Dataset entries
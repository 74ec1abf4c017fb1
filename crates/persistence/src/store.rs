// Copyright (C) 2026 Fred Clausen
// Use of this source code is governed by an MIT-style
// license that can be found in the LICENSE file or at
// https://opensource.org/licenses/MIT.

use crate::error::PersistenceError;
use serde::Serialize;
use serde::de::DeserializeOwned;

/// The four logical keys of the durable store.
#[derive(Debug, Clone, Copy, PartialEq, Eq, Hash)]
pub enum StoreKey {
    /// The account list.
    Users,
    /// The single current-session slot.
    Session,
    /// The traffic-infraction collection.
    Infractions,
    /// The productivity collection.
    Productivity,
}

impl StoreKey {
    /// Every logical key, in clear order.
    pub const ALL: [Self; 4] = [
        Self::Users,
        Self::Session,
        Self::Infractions,
        Self::Productivity,
    ];

    /// The stored key name.
    #[must_use]
    pub const fn as_str(self) -> &'static str {
        match self {
            Self::Users => "users_list",
            Self::Session => "current_user",
            Self::Infractions => "infractions",
            Self::Productivity => "productivity",
        }
    }
}

/// Durable key/value storage for the dashboard collections.
///
/// Implementations persist JSON-encoded text under the four logical keys.
/// An absent key is a normal state, not an error: callers treat it as an
/// empty collection or an absent session.
pub trait Store {
    /// Reads the raw JSON stored under a key, `None` when absent.
    ///
    /// # Errors
    ///
    /// Returns an error if the backing storage cannot be read.
    fn read(&self, key: StoreKey) -> Result<Option<String>, PersistenceError>;

    /// Writes raw JSON under a key, replacing any previous value.
    ///
    /// # Errors
    ///
    /// Returns `PersistenceError::WriteFailed` if the storage rejects the
    /// write.
    fn write(&mut self, key: StoreKey, value: &str) -> Result<(), PersistenceError>;

    /// Removes a key. Removing an absent key is a no-op.
    ///
    /// # Errors
    ///
    /// Returns an error if the storage rejects the removal.
    fn remove(&mut self, key: StoreKey) -> Result<(), PersistenceError>;

    /// Removes every logical key, returning the store to the first-run
    /// state. The caller is expected to reinitialize afterwards.
    ///
    /// # Errors
    ///
    /// Returns the first removal error encountered.
    fn clear(&mut self) -> Result<(), PersistenceError> {
        for key in StoreKey::ALL {
            self.remove(key)?;
        }
        Ok(())
    }
}

/// Loads a collection from a store, treating an absent key as empty.
///
/// # Errors
///
/// Returns an error if the store cannot be read or the stored JSON does not
/// decode as a list of `T`.
pub fn load_collection<T, S>(store: &S, key: StoreKey) -> Result<Vec<T>, PersistenceError>
where
    T: DeserializeOwned,
    S: Store + ?Sized,
{
    store.read(key)?.map_or_else(
        || Ok(Vec::new()),
        |raw| {
            serde_json::from_str(&raw).map_err(|err| PersistenceError::Serialization {
                key: key.as_str(),
                message: err.to_string(),
            })
        },
    )
}

/// Persists a collection to a store, replacing the previous value.
///
/// # Errors
///
/// Returns an error if encoding fails or the storage rejects the write.
pub fn save_collection<T, S>(
    store: &mut S,
    key: StoreKey,
    records: &[T],
) -> Result<(), PersistenceError>
where
    T: Serialize,
    S: Store + ?Sized,
{
    let raw: String =
        serde_json::to_string(records).map_err(|err| PersistenceError::Serialization {
            key: key.as_str(),
            message: err.to_string(),
        })?;
    store.write(key, &raw)
}

/// Loads the current-session slot, `None` when no session is persisted.
///
/// # Errors
///
/// Returns an error if the store cannot be read or the slot does not decode.
pub fn load_session<T, S>(store: &S) -> Result<Option<T>, PersistenceError>
where
    T: DeserializeOwned,
    S: Store + ?Sized,
{
    store.read(StoreKey::Session)?.map_or_else(
        || Ok(None),
        |raw| {
            serde_json::from_str(&raw)
                .map(Some)
                .map_err(|err| PersistenceError::Serialization {
                    key: StoreKey::Session.as_str(),
                    message: err.to_string(),
                })
        },
    )
}

/// Persists the current-session slot.
///
/// # Errors
///
/// Returns an error if encoding fails or the storage rejects the write.
pub fn save_session<T, S>(store: &mut S, session: &T) -> Result<(), PersistenceError>
where
    T: Serialize,
    S: Store + ?Sized,
{
    let raw: String =
        serde_json::to_string(session).map_err(|err| PersistenceError::Serialization {
            key: StoreKey::Session.as_str(),
            message: err.to_string(),
        })?;
    store.write(StoreKey::Session, &raw)
}

/// Clears the current-session slot.
///
/// # Errors
///
/// Returns an error if the storage rejects the removal.
pub fn clear_session<S>(store: &mut S) -> Result<(), PersistenceError>
where
    S: Store + ?Sized,
{
    store.remove(StoreKey::Session)
}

Work item >> Counting only lines that hold the string "storage", give the number of such lines in the records. Write nothing else.

Problem solution >> 7